After the Clinic withdrew its doctors from the team, T-Mobile riders rode half of the Giro, the Bayern Rundfahrt, the Volta a Catalunya and the women's Tour de l'Aude without their usual medical support. Michael Barry's case of pneumonia was a result of this, Stapleton said. He told Cyclingnews that he was also worried about the post-surgery care for Adam Hansen's injured hand.
"Who will look after his hand? It should be the doctors who did the surgery. If it is not properly handled, he could suffer from severe arthritis in the next few years - and he is only 26. It is irresponsible," said Stapleton.

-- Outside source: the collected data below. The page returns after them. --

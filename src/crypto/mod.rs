//! Cryptographic primitives for PassVault.
//!
//! This module provides:
//! - The AES-256-GCM encryption envelope and its on-disk JSON shape (`envelope`)
//! - PBKDF2-HMAC-SHA256 password-based key derivation (`kdf`)

pub mod envelope;
pub mod kdf;

// Re-export the most commonly used items so callers can write:
//   use crate::crypto::{encrypt, decrypt, EncryptedBlob, ...};
pub use envelope::{decrypt, encrypt, EncryptedBlob, AES_256_GCM, PBKDF2_SHA256};
pub use kdf::{derive_key, generate_salt, DerivedKey, DEFAULT_KDF_ITERATIONS};
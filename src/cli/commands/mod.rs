//! Command implementations, one module per subcommand.

pub mod add;
pub mod completions;
pub mod delete;
pub mod show;
pub mod update;
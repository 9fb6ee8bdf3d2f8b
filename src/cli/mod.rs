//! CLI module: Clap argument parser, prompts, output helpers, and
//! command implementations.

pub mod commands;
pub mod output;
pub mod path;

use clap::Parser;

use zeroize::Zeroizing;

use crate::config::Settings;
use crate::errors::{PassVaultError, Result};
use crate::storage::Storage;

/// Minimum master password length for newly created vaults.
const MIN_PASSWORD_LEN: usize = 8;

/// PassVault CLI: encrypted password and note manager.
#[derive(Parser)]
#[command(
    name = "passvault",
    about = "Encrypted password and note manager",
    version
)]
pub struct Cli {
    #[command(subcommand)]
    pub command: Commands,

    /// Vaults directory (default: the platform data directory)
    #[arg(long, global = true)]
    pub vaults_dir: Option<String>,
}

/// All available subcommands.
#[derive(clap::Subcommand)]
pub enum Commands {
    /// Add a vault, folder, or entry
    Add {
        /// Target in vault[/folder[/entry]] form
        path: String,

        /// The entry being added is a credential
        #[arg(short, long)]
        credential: bool,

        /// The entry being added is a note
        #[arg(short, long)]
        note: bool,
    },

    /// Show all vaults, one vault, one folder, or one entry
    Show {
        /// Target in vault[/folder[/entry]] form (omit to list vaults)
        path: Option<String>,
    },

    /// Rename a vault or folder, or replace an entry's name and contents
    Update {
        /// Target in vault[/folder[/entry]] form
        path: String,
    },

    /// Delete a vault, folder, or entry
    Delete {
        /// Target in vault[/folder[/entry]] form
        path: String,

        /// Skip confirmation prompt
        #[arg(short, long)]
        force: bool,
    },

    /// Generate shell completion scripts
    Completions {
        /// Shell to generate completions for (bash, zsh, fish, powershell)
        shell: String,
    },
}

// ---------------------------------------------------------------------------
// Shared helpers used by multiple commands
// ---------------------------------------------------------------------------

/// Open the storage directory, honoring the `--vaults-dir` flag, then
/// the config file, then the platform default.
pub fn open_storage(cli: &Cli) -> Result<Storage> {
    let settings = Settings::load()?;
    let dir = settings.resolve_vaults_dir(cli.vaults_dir.as_deref())?;
    Storage::new(dir)
}

/// Translate a prompt failure into a typed error.
///
/// An interrupted read (Ctrl-C / closed stdin) is a cancellation, not a
/// generic failure, so callers can exit quietly.
fn prompt_error(context: &str, e: dialoguer::Error) -> PassVaultError {
    let dialoguer::Error::IO(io_err) = e;
    match io_err.kind() {
        std::io::ErrorKind::Interrupted | std::io::ErrorKind::UnexpectedEof => {
            PassVaultError::UserCancelled
        }
        _ => PassVaultError::CommandFailed(format!("{context}: {io_err}")),
    }
}

/// Get the master password for an existing vault, trying in order:
/// 1. `PASSVAULT_PASSWORD` env var (scripting/CI)
/// 2. Interactive prompt
///
/// Returns `Zeroizing<String>` so the password is wiped from memory on drop.
pub fn prompt_password() -> Result<Zeroizing<String>> {
    if let Ok(pw) = std::env::var("PASSVAULT_PASSWORD") {
        if !pw.is_empty() {
            return Ok(Zeroizing::new(pw));
        }
    }

    let pw = dialoguer::Password::new()
        .with_prompt("Master password")
        .interact()
        .map_err(|e| prompt_error("password prompt", e))?;
    Ok(Zeroizing::new(pw))
}

/// Prompt for a new master password with confirmation (used when a
/// vault is created).
///
/// Also respects `PASSVAULT_PASSWORD` for scripted usage.  Enforces a
/// minimum password length.
pub fn prompt_new_password() -> Result<Zeroizing<String>> {
    if let Ok(pw) = std::env::var("PASSVAULT_PASSWORD") {
        if !pw.is_empty() {
            if pw.len() < MIN_PASSWORD_LEN {
                return Err(PassVaultError::CommandFailed(format!(
                    "password must be at least {MIN_PASSWORD_LEN} characters"
                )));
            }
            return Ok(Zeroizing::new(pw));
        }
    }

    loop {
        let password = dialoguer::Password::new()
            .with_prompt("Choose master password")
            .with_confirmation("Confirm master password", "Passwords do not match, try again")
            .interact()
            .map_err(|e| prompt_error("password prompt", e))?;

        if password.len() < MIN_PASSWORD_LEN {
            output::warning(&format!(
                "Password must be at least {MIN_PASSWORD_LEN} characters. Try again."
            ));
            continue;
        }

        return Ok(Zeroizing::new(password));
    }
}

/// Prompt for a single line of visible input (names, usernames, notes).
pub fn prompt_line(label: &str) -> Result<String> {
    dialoguer::Input::new()
        .with_prompt(label)
        .allow_empty(true)
        .interact_text()
        .map_err(|e| prompt_error("input prompt", e))
}

/// Prompt for a hidden value (an entry's password).
pub fn prompt_secret(label: &str) -> Result<Zeroizing<String>> {
    let value = dialoguer::Password::new()
        .with_prompt(label)
        .allow_empty_password(true)
        .interact()
        .map_err(|e| prompt_error("input prompt", e))?;
    Ok(Zeroizing::new(value))
}

/// Ask for a yes/no confirmation, defaulting to no.
pub fn confirm(prompt: &str) -> Result<bool> {
    dialoguer::Confirm::new()
        .with_prompt(prompt)
        .default(false)
        .interact()
        .map_err(|e| prompt_error("confirm prompt", e))
}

The team will be working with two other doctors in its preparations for the Tour de France, and two more doctors will be added by the time the Tour starts. Stapleton noted that he had received offers from other clinics to take over the medical care for next year.
In a related matter, the team's Director of Sports, Rolf Aldag was questioned for five hours Monday by the Bundeskriminalamt (federal police) in Wiesbaden about the role of doctors Schmid and Heinrich in the doping scandal. He told the sid that he did not name any other riders who might have been involved.